We wish to solve the differential equation of a vibrating string of constant linear mass $\mu$ subjected to a tension $T$. One supposes that the weight of the string is negligible as well as all the causes of dampings in front of the tension forces. The string is supposed to be pinched at its ends. $\left \{ \begin{array} [c]{l}% \dfrac{\partial^{2}U}{\partial x^{2}}\left( x,t\right) -\dfrac{1}{c^{2}% }\dfrac{\partial^{2}U}{\partial t^{2}}\left( x,t\right) =0\\ U\left( 0,t\right) =U\left( 1,t\right) =0\text{ for all }t>0\\ U\left( x,0\right) =f\left( x\right) \\ \dfrac{\partial U}{\partial t}\left( x,0\right) =g\left( x\right) \end{array} \right. \text{ for all }x\in \left[ 0,1\right]$ where $c=\sqrt{\frac{T}{\mu}}$ is the wave velocity in the string. The value $U\left( x,t\right)$ is the vibration amplitude of the string at $x$ and $t$. We denote by $U^j_i$ its approximation. Consequently we have to solve this system for $x\in \left[ 0,1\right]$ and $t>0$. We assume that function $f$ is of class $C^{2}$ and function $g$ is of class $C^{1}$ on $\left[ 0,1\right]$.

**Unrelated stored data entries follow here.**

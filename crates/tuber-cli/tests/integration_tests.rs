//! Integration tests for CLI commands

use std::path::{Path, PathBuf};
use std::process::{Command, Output};

use tempfile::TempDir;

/// A config file with a file-backed app store and an unusable kubectl
struct Workspace {
    dir: TempDir,
}

impl Workspace {
    fn new() -> Self {
        let dir = TempDir::new().unwrap();
        let config = format!(
            "store:\n  type: file\n  dir: {}\ncluster:\n  defaultHost: apps.example.com\nclusterClient:\n  type: kubectl\n  binary: {}\ntimings:\n  prereleasePoll: 10ms\n",
            dir.path().join("apps").display(),
            dir.path().join("no-such-kubectl").display(),
        );
        std::fs::write(dir.path().join("config.yaml"), config).unwrap();
        Self { dir }
    }

    fn config(&self) -> PathBuf {
        self.dir.path().join("config.yaml")
    }

    fn tuber(&self, args: &[&str]) -> Output {
        Command::new(env!("CARGO_BIN_EXE_tuber"))
            .arg("--config")
            .arg(self.config())
            .args(args)
            .env_remove("RUST_LOG")
            .env_remove("TUBER_CLUSTER_DEFAULT_HOST")
            .output()
            .expect("Failed to execute tuber")
    }
}

/// Get the fixtures path
fn fixture(name: &str) -> String {
    Path::new(env!("CARGO_MANIFEST_DIR"))
        .join("../../fixtures")
        .join(name)
        .display()
        .to_string()
}

fn stdout(output: &Output) -> String {
    String::from_utf8_lossy(&output.stdout).into_owned()
}

fn stderr(output: &Output) -> String {
    String::from_utf8_lossy(&output.stderr).into_owned()
}

mod render_command {
    use super::*;

    #[test]
    fn test_render_yaml_in_apply_order() {
        let ws = Workspace::new();
        let demo = fixture("demo-app");
        let output = ws.tuber(&[
            "render",
            "shop",
            "--digest",
            "gcr.io/acme/shop@sha256:abc",
            "--manifests",
            &demo,
            "--var",
            "greeting=hello",
        ]);

        assert!(output.status.success(), "stderr: {}", stderr(&output));
        let out = stdout(&output);
        let headers: Vec<_> = out.lines().filter(|l| l.starts_with("# ")).collect();
        assert_eq!(
            headers,
            vec![
                "# prerelease: Pod/shop-migrate",
                "# config: ConfigMap/shop-env",
                "# config: Service/shop",
                "# workload: Deployment/shop",
                "# postrelease: Deployment/shop-canary",
            ]
        );
        assert!(out.contains("GREETING: \"hello\""));
        assert!(out.contains("HOST: \"shop.apps.example.com\""));
        assert!(out.contains("image: \"gcr.io/acme/shop@sha256:abc\""));
    }

    #[test]
    fn test_render_json_with_exclusion() {
        let ws = Workspace::new();
        let demo = fixture("demo-app");
        let output = ws.tuber(&[
            "render",
            "shop",
            "--digest",
            "sha256:abc",
            "--manifests",
            &demo,
            "--var",
            "greeting=hi",
            "--exclude",
            "Service/shop",
            "--json",
        ]);

        assert!(output.status.success(), "stderr: {}", stderr(&output));
        let json: serde_json::Value =
            serde_json::from_str(&stdout(&output)).expect("Output should be valid JSON");
        assert_eq!(json["app"], "shop");
        assert_eq!(
            json["configs"],
            serde_json::json!([{"kind": "ConfigMap", "name": "shop-env"}])
        );
        assert_eq!(
            json["workloads"],
            serde_json::json!([{"kind": "Deployment", "name": "shop"}])
        );
        assert_eq!(json["prerelease"][0]["name"], "shop-migrate");
        assert_eq!(json["postrelease"][0]["name"], "shop-canary");
    }

    #[test]
    fn test_render_undefined_variable_fails() {
        let ws = Workspace::new();
        let demo = fixture("demo-app");
        let output = ws.tuber(&["render", "shop", "--digest", "d", "--manifests", &demo]);

        assert_eq!(output.status.code(), Some(4));
    }

    #[test]
    fn test_render_invalid_annotation_fails() {
        let ws = Workspace::new();
        let broken = fixture("broken-app");
        let output = ws.tuber(&["render", "web", "--digest", "d", "--manifests", &broken]);

        assert_eq!(output.status.code(), Some(4));
        assert!(stderr(&output).contains("tuber/rolloutTimeout"));
    }

    #[test]
    fn test_render_excluded_invalid_resource_is_skipped() {
        let ws = Workspace::new();
        let broken = fixture("broken-app");
        let output = ws.tuber(&[
            "render",
            "web",
            "--digest",
            "d",
            "--manifests",
            &broken,
            "--exclude",
            "Deployment/web",
        ]);

        assert!(output.status.success(), "stderr: {}", stderr(&output));
        assert!(stdout(&output).trim().is_empty());
    }

    #[test]
    fn test_render_bad_var_is_input_error() {
        let ws = Workspace::new();
        let demo = fixture("demo-app");
        let output = ws.tuber(&[
            "render", "shop", "--digest", "d", "--manifests", &demo, "--var", "greeting",
        ]);

        assert_eq!(output.status.code(), Some(2));
    }

    #[test]
    fn test_render_missing_manifests() {
        let ws = Workspace::new();
        let empty = ws.dir.path().display().to_string();
        let output = ws.tuber(&["render", "shop", "--digest", "d", "--manifests", &empty]);

        assert_eq!(output.status.code(), Some(4));
        assert!(stderr(&output).contains("no tuber manifests found"));
    }
}

mod apps_command {
    use super::*;

    #[test]
    fn test_create_and_show() {
        let ws = Workspace::new();
        let output = ws.tuber(&[
            "apps",
            "create",
            "shop",
            "gcr.io/acme/shop:main",
            "--channel",
            "#shop",
        ]);
        assert!(output.status.success(), "stderr: {}", stderr(&output));

        let output = ws.tuber(&["apps", "show", "shop"]);
        assert!(output.status.success());
        let out = stdout(&output);
        assert!(out.contains("gcr.io/acme/shop:main"));
        assert!(out.contains("#shop"));
        assert!(out.contains("0 resources"));
    }

    #[test]
    fn test_create_twice_fails() {
        let ws = Workspace::new();
        assert!(ws.tuber(&["apps", "create", "shop", "img"]).status.success());

        let output = ws.tuber(&["apps", "create", "shop", "img"]);
        assert_eq!(output.status.code(), Some(2));
        assert!(stderr(&output).contains("already exists"));
    }

    #[test]
    fn test_create_rejects_invalid_name() {
        let ws = Workspace::new();
        let output = ws.tuber(&["apps", "create", "Shop_App", "img"]);
        assert_eq!(output.status.code(), Some(2));
    }

    #[test]
    fn test_show_missing_app() {
        let ws = Workspace::new();
        let output = ws.tuber(&["apps", "show", "ghost"]);
        assert_eq!(output.status.code(), Some(8));
        assert!(stderr(&output).contains("ghost"));
    }

    #[test]
    fn test_edit_exclusions_and_vars() {
        let ws = Workspace::new();
        assert!(ws.tuber(&["apps", "create", "shop", "img"]).status.success());
        assert!(
            ws.tuber(&["apps", "exclude", "shop", "Deployment/worker", "Service/admin"])
                .status
                .success()
        );
        assert!(
            ws.tuber(&["apps", "exclude", "shop", "Service/admin", "--remove"])
                .status
                .success()
        );
        assert!(
            ws.tuber(&["apps", "set-var", "shop", "greeting=hi", "replicas=3"])
                .status
                .success()
        );
        assert!(
            ws.tuber(&["apps", "set-var", "shop", "--unset", "replicas"])
                .status
                .success()
        );

        let record = std::fs::read_to_string(ws.dir.path().join("apps/shop.json")).unwrap();
        let app: serde_json::Value = serde_json::from_str(&record).unwrap();
        assert_eq!(
            app["excludedResources"],
            serde_json::json!([{"kind": "Deployment", "name": "worker"}])
        );
        assert_eq!(app["vars"], serde_json::json!({"greeting": "hi"}));
    }

    #[test]
    fn test_bad_exclusion_is_input_error() {
        let ws = Workspace::new();
        assert!(ws.tuber(&["apps", "create", "shop", "img"]).status.success());
        let output = ws.tuber(&["apps", "exclude", "shop", "worker"]);
        assert_eq!(output.status.code(), Some(2));
    }
}

mod release_command {
    use super::*;

    #[test]
    fn test_paused_app_is_skipped() {
        let ws = Workspace::new();
        let demo = fixture("demo-app");
        assert!(ws.tuber(&["apps", "create", "shop", "img"]).status.success());
        assert!(ws.tuber(&["apps", "pause", "shop"]).status.success());

        let output = ws.tuber(&["release", "shop", "--digest", "d", "--manifests", &demo]);
        assert!(output.status.success(), "stderr: {}", stderr(&output));
        assert!(stdout(&output).contains("paused"));

        assert!(ws.tuber(&["apps", "resume", "shop"]).status.success());
        let show = stdout(&ws.tuber(&["apps", "show", "shop"]));
        assert!(!show.contains("Paused"));
    }

    #[test]
    fn test_unknown_app() {
        let ws = Workspace::new();
        let demo = fixture("demo-app");
        let output = ws.tuber(&["release", "ghost", "--digest", "d", "--manifests", &demo]);
        assert_eq!(output.status.code(), Some(8));
        assert!(stderr(&output).contains("apps create ghost"));
    }

    #[test]
    fn test_cluster_failure_fails_release_and_keeps_state() {
        let ws = Workspace::new();
        let demo = fixture("demo-app");
        assert!(ws.tuber(&["apps", "create", "shop", "img"]).status.success());
        assert!(ws.tuber(&["apps", "set-var", "shop", "greeting=hi"]).status.success());

        let output = ws.tuber(&["release", "shop", "--digest", "d", "--manifests", &demo]);
        assert_eq!(output.status.code(), Some(6), "stderr: {}", stderr(&output));

        let record = std::fs::read_to_string(ws.dir.path().join("apps/shop.json")).unwrap();
        let app: serde_json::Value = serde_json::from_str(&record).unwrap();
        assert!(app["state"]["current"].as_array().is_none_or(|c| c.is_empty()));
    }
}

• Discretized this equation at each $x_{i}=ih$ for all $i=0,\ldots,m$. We assume that $h=\dfrac{1}{m}$ and $t_{j}=j\Delta t$. Write the linear system obtained by using a central point finite difference method for the space $x$ variable and a forward finite difference method for the time variable. Write this system on the following form: $$\mathbf{A}U^{\left( j+2\right) }=\mathbf{B}U^{\left( j+1\right) }+\mathbf{C}U^{\left( j\right) }$$ where vector $U^{\left( j\right) }$ is the vibration amplitude of the string at each time step $t_{j}$. We use a forward finite difference method to deal with the initial derivative condition.

As $U^{j}_0=U^{j}_m=0$ for any $j\geq 0$, we then have for any $i=1,..,m-1$: $$\dfrac{U^{j+2}_i-2U^{j+1}_i+U^{j}_i}{\Delta t^2}=c^2 \dfrac{U^{j}_{i+1}-2U^{j}_i+U^{j}_{i-1}}{h^2}$$ It yields: $$U^{j+2}_i = 2U^{j+1}_i + r U^{j}_{i+1} -(1 + 2r) U^{j}_i + rU^{j}_{i-1}$$ where $r=\left(\dfrac{c \times \Delta t}{h}\right)^2$. To start the iterations, we then need to know the two vectors $U^{\left( 0\right)}$ and $U^{\left( 1\right)}$. For this, we use the following condition: $\dfrac{\partial U}{\partial t}\left( x,0\right) =g\left( x\right)$. It yields the following approximation: $$\dfrac{U^{1}_i-U^{0}_i}{\Delta t} = g(x_i)$$ Hence, $U^{1}_i = U^{0}_i + \Delta t \times g(x_i)$, which allows us to initialize the $U^{\left( 1\right)}$ vector. The $U^{\left( 0\right)}$ vector is initialized with $f(x_i)$. Consequently, $\mathbf{A} = \mathbf{I}$, $\mathbf{B} = 2\mathbf{I}$ and $\mathbf{C}$ is a tridiagonal matrix.

• We set $f(x)=x^{2}(1-x)$ and $g(x)=x(1-x)$. Solve each linear systems at each step time. We assume that $c=1$ and $m=100$.

• Draw the string evolution at each time step.
• Apply a Crank-Nicholson scheme type to this system. Conclude.

## References

1. J. Stoer and R. Bulirsch (1993), Introduction to Numerical Analysis. Springer-Verlag New York, Inc., 2nd edition
2. S. D. Conte and Carl de Boor (1972), Elementary Numerical Analysis. McGraw-Hill, Inc., 2nd edition.
3. F. B. Hildebrand (1968), Finite-diﬀerence Equations and Simulations. Prentice-Hall.